--- YOUR TASK ---
Would you output the entries below only from the line containing "let train_data = matches.value_of(TRAIN_DATA).unwrap().into();" through the line containing "let f = File::open(path).map_err(|err|", exactly as they stand and with both ends included?

--- TASK DATA ---

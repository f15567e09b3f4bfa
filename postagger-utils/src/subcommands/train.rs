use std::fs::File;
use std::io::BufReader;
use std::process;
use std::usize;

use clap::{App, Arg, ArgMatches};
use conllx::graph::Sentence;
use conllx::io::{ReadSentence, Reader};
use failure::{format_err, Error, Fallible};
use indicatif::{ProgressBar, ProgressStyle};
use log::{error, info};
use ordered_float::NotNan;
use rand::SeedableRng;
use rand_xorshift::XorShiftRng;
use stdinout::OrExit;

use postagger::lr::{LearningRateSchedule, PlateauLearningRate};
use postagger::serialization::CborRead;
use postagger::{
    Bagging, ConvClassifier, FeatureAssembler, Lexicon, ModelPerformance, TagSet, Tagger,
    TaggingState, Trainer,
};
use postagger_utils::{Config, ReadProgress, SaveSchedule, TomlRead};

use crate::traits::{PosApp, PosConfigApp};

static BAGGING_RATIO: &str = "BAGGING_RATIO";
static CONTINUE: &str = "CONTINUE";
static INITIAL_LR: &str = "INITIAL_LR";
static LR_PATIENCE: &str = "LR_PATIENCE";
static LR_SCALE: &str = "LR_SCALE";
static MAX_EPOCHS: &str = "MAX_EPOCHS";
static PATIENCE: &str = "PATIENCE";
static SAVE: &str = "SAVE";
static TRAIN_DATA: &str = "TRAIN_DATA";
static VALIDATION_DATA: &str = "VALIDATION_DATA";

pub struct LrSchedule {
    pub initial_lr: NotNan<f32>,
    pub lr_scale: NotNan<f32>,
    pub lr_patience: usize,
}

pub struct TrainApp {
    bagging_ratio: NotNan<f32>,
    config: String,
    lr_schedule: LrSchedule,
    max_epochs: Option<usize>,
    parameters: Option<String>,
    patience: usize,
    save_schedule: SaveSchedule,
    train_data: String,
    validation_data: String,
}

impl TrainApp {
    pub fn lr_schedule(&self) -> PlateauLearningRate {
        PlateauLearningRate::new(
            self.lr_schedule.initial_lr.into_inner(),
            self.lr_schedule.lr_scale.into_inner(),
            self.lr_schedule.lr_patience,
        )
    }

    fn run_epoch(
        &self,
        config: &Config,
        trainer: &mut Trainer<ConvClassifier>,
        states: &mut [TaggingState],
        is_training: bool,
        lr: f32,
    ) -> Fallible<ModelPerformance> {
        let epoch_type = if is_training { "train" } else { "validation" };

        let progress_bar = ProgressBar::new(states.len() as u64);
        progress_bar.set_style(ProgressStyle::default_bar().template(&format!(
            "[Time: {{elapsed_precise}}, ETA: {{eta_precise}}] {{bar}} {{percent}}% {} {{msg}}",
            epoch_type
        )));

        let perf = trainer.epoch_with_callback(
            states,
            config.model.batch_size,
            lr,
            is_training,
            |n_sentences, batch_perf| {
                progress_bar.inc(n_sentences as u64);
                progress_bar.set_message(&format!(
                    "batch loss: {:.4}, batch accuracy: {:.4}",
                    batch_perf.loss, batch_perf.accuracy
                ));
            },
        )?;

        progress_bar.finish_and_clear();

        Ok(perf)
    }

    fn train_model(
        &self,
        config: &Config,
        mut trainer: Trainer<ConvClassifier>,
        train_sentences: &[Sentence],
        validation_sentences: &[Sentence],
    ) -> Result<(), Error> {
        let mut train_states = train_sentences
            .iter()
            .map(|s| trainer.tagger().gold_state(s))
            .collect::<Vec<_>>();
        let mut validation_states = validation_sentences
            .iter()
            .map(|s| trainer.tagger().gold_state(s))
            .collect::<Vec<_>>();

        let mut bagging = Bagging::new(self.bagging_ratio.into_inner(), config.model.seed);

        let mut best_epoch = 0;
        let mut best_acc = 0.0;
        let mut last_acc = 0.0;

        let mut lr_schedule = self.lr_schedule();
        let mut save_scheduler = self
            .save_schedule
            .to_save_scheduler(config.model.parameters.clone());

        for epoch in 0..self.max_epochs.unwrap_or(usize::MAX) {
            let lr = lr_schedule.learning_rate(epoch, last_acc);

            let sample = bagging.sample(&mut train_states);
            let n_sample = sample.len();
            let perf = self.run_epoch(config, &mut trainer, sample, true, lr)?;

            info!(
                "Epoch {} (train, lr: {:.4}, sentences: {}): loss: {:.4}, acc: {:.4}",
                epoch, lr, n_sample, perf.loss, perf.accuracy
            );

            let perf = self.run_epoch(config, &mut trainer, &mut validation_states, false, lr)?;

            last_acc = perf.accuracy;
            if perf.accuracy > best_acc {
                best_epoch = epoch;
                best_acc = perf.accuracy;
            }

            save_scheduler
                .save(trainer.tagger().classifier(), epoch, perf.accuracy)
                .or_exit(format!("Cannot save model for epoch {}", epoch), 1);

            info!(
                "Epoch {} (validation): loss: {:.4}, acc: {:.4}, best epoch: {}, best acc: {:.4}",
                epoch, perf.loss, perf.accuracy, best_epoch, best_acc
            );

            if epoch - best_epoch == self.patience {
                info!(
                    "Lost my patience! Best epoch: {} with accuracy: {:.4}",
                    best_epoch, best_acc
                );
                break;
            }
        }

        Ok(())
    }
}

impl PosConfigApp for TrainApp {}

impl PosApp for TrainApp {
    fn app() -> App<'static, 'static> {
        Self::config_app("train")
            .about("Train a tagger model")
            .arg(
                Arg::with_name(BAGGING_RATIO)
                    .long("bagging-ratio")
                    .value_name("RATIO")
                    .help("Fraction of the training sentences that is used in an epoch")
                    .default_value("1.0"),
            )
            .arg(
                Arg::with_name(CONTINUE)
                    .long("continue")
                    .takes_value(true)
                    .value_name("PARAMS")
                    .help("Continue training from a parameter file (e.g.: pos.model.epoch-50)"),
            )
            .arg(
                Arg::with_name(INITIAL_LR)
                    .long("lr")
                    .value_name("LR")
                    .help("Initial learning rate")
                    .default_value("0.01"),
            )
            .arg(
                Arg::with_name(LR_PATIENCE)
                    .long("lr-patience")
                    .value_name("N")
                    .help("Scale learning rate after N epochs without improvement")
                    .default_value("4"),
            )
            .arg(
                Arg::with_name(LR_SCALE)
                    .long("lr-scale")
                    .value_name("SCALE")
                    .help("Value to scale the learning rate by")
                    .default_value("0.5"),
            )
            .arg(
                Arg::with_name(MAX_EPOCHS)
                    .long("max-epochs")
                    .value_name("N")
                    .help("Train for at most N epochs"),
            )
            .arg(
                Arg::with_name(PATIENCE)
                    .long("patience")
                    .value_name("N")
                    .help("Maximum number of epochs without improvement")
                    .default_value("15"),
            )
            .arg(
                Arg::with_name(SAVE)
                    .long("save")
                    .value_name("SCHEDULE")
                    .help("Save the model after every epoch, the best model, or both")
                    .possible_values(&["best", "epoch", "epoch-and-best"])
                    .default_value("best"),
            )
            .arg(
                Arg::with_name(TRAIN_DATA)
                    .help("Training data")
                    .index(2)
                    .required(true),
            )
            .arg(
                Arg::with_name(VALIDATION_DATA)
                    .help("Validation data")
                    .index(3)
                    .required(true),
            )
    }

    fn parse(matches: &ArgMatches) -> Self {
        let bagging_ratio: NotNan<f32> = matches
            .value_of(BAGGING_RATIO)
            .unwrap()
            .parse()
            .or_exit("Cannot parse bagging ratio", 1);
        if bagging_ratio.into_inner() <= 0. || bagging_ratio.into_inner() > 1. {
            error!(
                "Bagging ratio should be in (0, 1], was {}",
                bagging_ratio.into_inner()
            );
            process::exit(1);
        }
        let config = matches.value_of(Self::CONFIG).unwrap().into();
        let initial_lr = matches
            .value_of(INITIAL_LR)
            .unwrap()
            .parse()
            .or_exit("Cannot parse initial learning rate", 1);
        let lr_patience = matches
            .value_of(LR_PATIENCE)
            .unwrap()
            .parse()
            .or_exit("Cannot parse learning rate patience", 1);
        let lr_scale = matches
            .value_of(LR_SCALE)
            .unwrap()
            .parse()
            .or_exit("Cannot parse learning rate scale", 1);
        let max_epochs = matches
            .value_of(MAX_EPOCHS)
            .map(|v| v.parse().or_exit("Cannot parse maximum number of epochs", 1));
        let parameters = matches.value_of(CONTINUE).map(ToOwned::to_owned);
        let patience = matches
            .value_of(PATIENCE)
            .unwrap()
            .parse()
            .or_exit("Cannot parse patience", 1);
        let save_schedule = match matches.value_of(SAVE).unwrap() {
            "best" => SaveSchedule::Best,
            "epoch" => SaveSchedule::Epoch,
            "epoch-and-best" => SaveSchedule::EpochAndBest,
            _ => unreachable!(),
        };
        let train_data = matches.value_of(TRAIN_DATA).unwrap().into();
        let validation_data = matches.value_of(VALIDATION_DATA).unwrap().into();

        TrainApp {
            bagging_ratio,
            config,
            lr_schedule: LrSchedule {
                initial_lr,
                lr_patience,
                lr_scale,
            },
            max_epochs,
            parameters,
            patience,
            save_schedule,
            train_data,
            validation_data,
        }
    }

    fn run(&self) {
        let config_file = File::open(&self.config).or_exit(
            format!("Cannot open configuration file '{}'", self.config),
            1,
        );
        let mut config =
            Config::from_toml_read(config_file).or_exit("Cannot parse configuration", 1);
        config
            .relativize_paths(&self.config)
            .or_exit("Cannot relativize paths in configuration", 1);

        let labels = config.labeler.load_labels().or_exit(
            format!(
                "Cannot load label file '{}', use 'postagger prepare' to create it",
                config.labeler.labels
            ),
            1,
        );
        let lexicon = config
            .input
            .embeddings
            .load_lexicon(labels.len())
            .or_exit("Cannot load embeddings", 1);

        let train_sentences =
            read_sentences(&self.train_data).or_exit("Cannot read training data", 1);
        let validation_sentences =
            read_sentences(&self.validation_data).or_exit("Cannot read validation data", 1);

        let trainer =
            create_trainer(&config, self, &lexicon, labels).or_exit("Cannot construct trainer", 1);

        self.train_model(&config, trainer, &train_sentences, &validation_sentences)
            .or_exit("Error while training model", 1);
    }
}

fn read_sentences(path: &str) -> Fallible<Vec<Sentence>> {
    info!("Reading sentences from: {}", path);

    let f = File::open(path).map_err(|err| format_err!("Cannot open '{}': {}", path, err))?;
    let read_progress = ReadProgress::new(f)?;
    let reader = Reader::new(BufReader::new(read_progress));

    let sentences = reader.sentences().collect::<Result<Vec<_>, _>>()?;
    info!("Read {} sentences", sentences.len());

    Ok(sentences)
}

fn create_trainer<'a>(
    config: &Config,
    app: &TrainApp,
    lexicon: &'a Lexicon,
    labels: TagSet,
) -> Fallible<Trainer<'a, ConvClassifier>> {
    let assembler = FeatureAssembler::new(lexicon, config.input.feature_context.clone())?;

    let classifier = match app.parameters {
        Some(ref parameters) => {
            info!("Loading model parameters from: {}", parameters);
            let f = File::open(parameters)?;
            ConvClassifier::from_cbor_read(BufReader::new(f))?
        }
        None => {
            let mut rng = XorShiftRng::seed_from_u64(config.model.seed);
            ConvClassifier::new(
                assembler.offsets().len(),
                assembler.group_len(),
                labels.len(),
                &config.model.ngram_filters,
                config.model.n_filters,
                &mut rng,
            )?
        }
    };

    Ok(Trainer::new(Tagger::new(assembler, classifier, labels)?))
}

--- EXERCISE SOLUTION ---
        let train_data = matches.value_of(TRAIN_DATA).unwrap().into();
        let validation_data = matches.value_of(VALIDATION_DATA).unwrap().into();

        TrainApp {
            bagging_ratio,
            config,
            lr_schedule: LrSchedule {
                initial_lr,
                lr_patience,
                lr_scale,
            },
            max_epochs,
            parameters,
            patience,
            save_schedule,
            train_data,
            validation_data,
        }
    }

    fn run(&self) {
        let config_file = File::open(&self.config).or_exit(
            format!("Cannot open configuration file '{}'", self.config),
            1,
        );
        let mut config =
            Config::from_toml_read(config_file).or_exit("Cannot parse configuration", 1);
        config
            .relativize_paths(&self.config)
            .or_exit("Cannot relativize paths in configuration", 1);

        let labels = config.labeler.load_labels().or_exit(
            format!(
                "Cannot load label file '{}', use 'postagger prepare' to create it",
                config.labeler.labels
            ),
            1,
        );
        let lexicon = config
            .input
            .embeddings
            .load_lexicon(labels.len())
            .or_exit("Cannot load embeddings", 1);

        let train_sentences =
            read_sentences(&self.train_data).or_exit("Cannot read training data", 1);
        let validation_sentences =
            read_sentences(&self.validation_data).or_exit("Cannot read validation data", 1);

        let trainer =
            create_trainer(&config, self, &lexicon, labels).or_exit("Cannot construct trainer", 1);

        self.train_model(&config, trainer, &train_sentences, &validation_sentences)
            .or_exit("Error while training model", 1);
    }
}

fn read_sentences(path: &str) -> Fallible<Vec<Sentence>> {
    info!("Reading sentences from: {}", path);

    let f = File::open(path).map_err(|err| format_err!("Cannot open '{}': {}", path, err))?;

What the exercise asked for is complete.